After seeing @VeryHurt comments I looked at your other threads. For those who have not wantolove has been in a dysfunction marriage for a decade. He and his wife have been neither intimate or affectionate in a decade. He has told her he wants a divorce over a year and a half ago. His last thread was on a quasi EA with a women from hs church. 

Want: Of course she opened a separate account and only pays for her car. This is exactly what most people on TAM would advise a person to do if their spouse told them they wanted a divorce. 

Let me first say YOU ARE RIGHT to feel as you do. Now for the 2x4

At this point how could your wife and children have any respect for a man who whines 24/7? Don't say you don't, you have allowed this to continue for a decade. By now your friends are sick of it. A long time ago they figured your just venting. How bad can it be after all your still there after a decade. 

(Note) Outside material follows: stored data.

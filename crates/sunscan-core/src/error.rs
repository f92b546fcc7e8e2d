//! Error taxonomy for the contract-call engine and its retry classifier.

use std::fmt::{Display, Formatter};

/// Failure categories surfaced by one logical contract call.
#[derive(Debug, Clone, Copy, PartialEq, Eq)]
pub enum ErrorKind {
    /// Transport-level failure (connection reset, DNS, send failure).
    Network,
    /// Per-attempt deadline elapsed before a response arrived.
    Timeout,
    /// Non-success HTTP status from the endpoint.
    HttpStatus,
    /// The JSON-RPC response carried an `error` object.
    JsonRpc,
    /// The response body could not be parsed as JSON-RPC.
    Malformed,
    /// The response was otherwise successful but carried no usable result
    /// (absent `result` field or the literal `"0x"`). Never retried.
    NoResult,
    /// Caller-side mistake (bad address, unsupported argument). Never retried.
    ClientError,
}

impl ErrorKind {
    pub const fn as_str(self) -> &'static str {
        match self {
            Self::Network => "network",
            Self::Timeout => "timeout",
            Self::HttpStatus => "http_status",
            Self::JsonRpc => "json_rpc",
            Self::Malformed => "malformed",
            Self::NoResult => "no_result",
            Self::ClientError => "client_error",
        }
    }
}

/// Structured failure from the resilient call engine.
#[derive(Debug, Clone, PartialEq, Eq)]
pub struct RpcError {
    kind: ErrorKind,
    message: String,
    retryable: bool,
}

impl RpcError {
    fn new(kind: ErrorKind, message: impl Into<String>, retryable: bool) -> Self {
        Self {
            kind,
            message: message.into(),
            retryable,
        }
    }

    /// Transport failure, classified by its message.
    pub fn network(message: impl Into<String>) -> Self {
        let message = message.into();
        let retryable = is_retryable(&message, None, None);
        Self::new(ErrorKind::Network, message, retryable)
    }

    /// Per-attempt timeout. Always retryable.
    pub fn timeout(message: impl Into<String>) -> Self {
        Self::new(ErrorKind::Timeout, message, true)
    }

    /// Non-success HTTP status, classified by the status code and, when the
    /// body still parsed, the JSON-RPC error code it carried.
    pub fn http_status(status: u16, code: Option<i64>, message: impl Into<String>) -> Self {
        Self::new(
            ErrorKind::HttpStatus,
            message,
            is_retryable("", Some(status), code),
        )
    }

    /// JSON-RPC error object, classified by its code.
    pub fn json_rpc(code: i64, message: impl Into<String>) -> Self {
        Self::new(
            ErrorKind::JsonRpc,
            message,
            is_retryable("", None, Some(code)),
        )
    }

    /// Unparseable response body, classified by the HTTP status it came with.
    pub fn malformed(status: u16, message: impl Into<String>) -> Self {
        Self::new(
            ErrorKind::Malformed,
            message,
            is_retryable("", Some(status), None),
        )
    }

    /// Absent or empty (`"0x"`) result on an otherwise-successful response.
    pub fn no_result(message: impl Into<String>) -> Self {
        Self::new(ErrorKind::NoResult, message, false)
    }

    /// Caller-side mistake. Never retried.
    pub fn client(message: impl Into<String>) -> Self {
        Self::new(ErrorKind::ClientError, message, false)
    }

    pub const fn kind(&self) -> ErrorKind {
        self.kind
    }

    pub fn message(&self) -> &str {
        &self.message
    }

    pub const fn retryable(&self) -> bool {
        self.retryable
    }
}

impl Display for RpcError {
    fn fmt(&self, f: &mut Formatter<'_>) -> std::fmt::Result {
        write!(f, "{} ({})", self.message, self.kind.as_str())
    }
}

impl std::error::Error for RpcError {}

/// Message fragments that indicate a transient transport problem.
const TRANSIENT_PATTERNS: &[&str] = &[
    "connection reset",
    "timed out",
    "timeout",
    "dns error",
    "failed to lookup address",
    "connection closed before message completed",
    "socket hang up",
    "operation was aborted",
    "error sending request",
    "network",
];

/// JSON-RPC codes that map to transient node-level/internal failures.
const TRANSIENT_RPC_CODES: &[i64] = &[-32000, -32001, -32002, -32603];

/// Pure retryability decision shared by every classification site.
///
/// Returns true when any of the following holds: the message matches a
/// known transient-network pattern, the HTTP status is 429 or a 5xx, or
/// the JSON-RPC code is in the transient set.
pub fn is_retryable(message: &str, status: Option<u16>, code: Option<i64>) -> bool {
    let message = message.to_ascii_lowercase();
    if TRANSIENT_PATTERNS.iter().any(|p| message.contains(p)) {
        return true;
    }

    if let Some(status) = status {
        if status == 429 || status >= 500 {
            return true;
        }
    }

    if let Some(code) = code {
        if TRANSIENT_RPC_CODES.contains(&code) {
            return true;
        }
    }

    false
}

#[cfg(test)]
mod tests {
    use super::*;

    #[test]
    fn transient_message_patterns_are_retryable() {
        assert!(is_retryable("tcp connect error: Connection reset by peer", None, None));
        assert!(is_retryable("operation timed out", None, None));
        assert!(is_retryable("dns error: failed to lookup address information", None, None));
        assert!(is_retryable("connection closed before message completed", None, None));
        assert!(is_retryable("error sending request for url", None, None));
        assert!(!is_retryable("invalid contract address", None, None));
    }

    #[test]
    fn http_status_classification() {
        assert!(is_retryable("", Some(429), None));
        assert!(is_retryable("", Some(500), None));
        assert!(is_retryable("", Some(503), None));
        assert!(is_retryable("", Some(599), None));
        assert!(!is_retryable("", Some(400), None));
        assert!(!is_retryable("", Some(401), None));
        assert!(!is_retryable("", Some(404), None));
    }

    #[test]
    fn transient_rpc_codes_classification() {
        for code in [-32000, -32001, -32002, -32603] {
            assert!(is_retryable("", None, Some(code)), "code {code}");
        }
        assert!(!is_retryable("", None, Some(-32601)));
        assert!(!is_retryable("", None, Some(3)));
    }

    #[test]
    fn no_result_and_client_errors_are_fatal() {
        assert!(!RpcError::no_result("no result for decimals()").retryable());
        assert!(!RpcError::client("bad address").retryable());
        assert!(RpcError::timeout("deadline elapsed").retryable());
        assert!(RpcError::http_status(502, None, "HTTP 502").retryable());
        assert!(!RpcError::http_status(400, None, "HTTP 400").retryable());
        assert!(RpcError::http_status(400, Some(-32603), "HTTP 400").retryable());
    }
}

You don't need grounds for a divorce at the end of the day. I want a divorce here is 50% of everything, good bye is all the state requires. Divorce, mov on and after the divorce see if sophia might still be interested.


----------



## MarriedDude (Jun 21, 2014)

JohnA said:


> After seeing @VeryHurt comments I looked at your other threads. For those who have not wantolove has been in a dysfunction marriage for a decade. He and his wife have been neither intimate or affectionate in a decade. He has told her he wants a divorce over a year and a half ago. His last thread was on a quasi EA with a women from hs church.
> 
> Want: Of course she opened a separate account and only pays for her car. This is exactly what most people on TAM would advise a person to do if their spouse told them they wanted a divorce.
> 
> ...


Wow. 

That filled in the blanks. Sounds like Op's wife is being prudent.


----------



## JohnA (Jun 24, 2015)

Hi @MarriedDude 

Just clarify Wanttolove should have divorced a decade ago. For what ever reason his wife is cold ad closed up to him. 

My last post was more of a rant along the lines: FOR CHRST SAKE GET OF THE POT, THERE ARE OTHERS THAT NEED TO USE IT,


----------



## jb02157 (Apr 16, 2014)

We had the same situation, my checks went to the joint account and she kept all her money in her own account. She would never spend money for family needs nor share money from her account she just kept using money from the joint account (which was basically my account). This never worked out and got worse and worse until it got to the point I was bouncing checks when I paid the bills. Out of necessity I closed the joint account and open my own account which she had no access to. It pissed her off but we were at least able to pay bills on time. 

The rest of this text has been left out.